To try and minimise this, tests should be written to be self-contained and robust, minimising reliance on external dependencies wherever possible. While test speed is desirable, reliability should take priority when the two come into conflict.
Be pragmatic
For maximum value, automated end-to-end tests covering a feature should be written alongside the feature itself, rather than being backfilled at the end of the project. But there are pragmatic exceptions to this:
- When we are prototyping a feature and expect it to be significantly reworked (and tested) ahead of a real-world release, we consider it acceptable to merge an initial scaffold of the functionality without full test coverage. This helps us to avoid wasting time writing tests for placeholder functionality that will be discarded later on.
- When the test is expected to be flaky/complex. All projects have finite resources. When we’re building the initial version of a product, there are some scenarios and features which would be particularly resource-intensive to reliably cover via automated testing: e.g. contextual events, such as a notification being received from the cloud when 30 minutes of activity is recorded by a connected wearable device.

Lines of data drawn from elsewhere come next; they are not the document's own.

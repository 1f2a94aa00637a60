//! Queue entries.

use ck_core::{Customer, CustomerId, SimTime};

/// A customer's place in a station queue.
///
/// The ticket is stamped with the station clock at admission; that stamp is
/// the `queued_at` instant the customer's wait time is measured from.
#[derive(Copy, Clone, Debug, PartialEq, Eq)]
pub struct Ticket {
    pub customer:  CustomerId,
    pub items:     u32,
    pub queued_at: SimTime,
}

impl Ticket {
    pub fn new(customer: &Customer, queued_at: SimTime) -> Self {
        Self {
            customer: customer.id,
            items: customer.number_of_items(),
            queued_at,
        }
    }
}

In both of the above scenarios:
- Any gaps in testing coverage should be documented at the time the code is written.
- Gaps should be revisited when the feature is finalised. If resources permit, an automated end-to-end test should be introduced.
- If this is not feasible, a manual end-to-end test should instead be defined and included in the Test Plan.
Relying on manual tests is far from ideal, since:
- They do not provide real-time feedback. Unlike with automated tests, we won’t know the status of a manual test until it has been manually executed. Since we don’t execute every manual test in every PR, this makes it harder to make codebase changes with confidence.
- They increase QA workload prior to each release, disincentivising frequent releases.
They are nevertheless a pragmatic compromise, allowing us to ensure all Requirements are covered by tests (meeting the definition of done) while maintaining speed to market and engineering flexibility.
Maximise safety
Some parts of a product are riskier than others. For example, the implementation of an insulin dosing algorithm in a diabetes app probably holds more clinical risk than a screen where gamified badges and achievements are presented.
Our testing approach should reflect this reality—higher risk functionality should be covered by multiple layers of tests. In certain situations, additional manual tests may even be considered as a further safety measure, even if the automated tests ought to be sufficient.
Protect user data
To protect user data and PHI, test data should be representative of production data, but should not be actual production data containing real user information. This reflects the fact that tests will be run outside the secured production environment, on developer machines and the CI server.
Any QA or exploratory testing that needs to be carried out in the production environment should make use of dummy user accounts created for this purpose.
Outputs
Tests and their executions create a large number of outputs. We describe these in more detail in Traceability.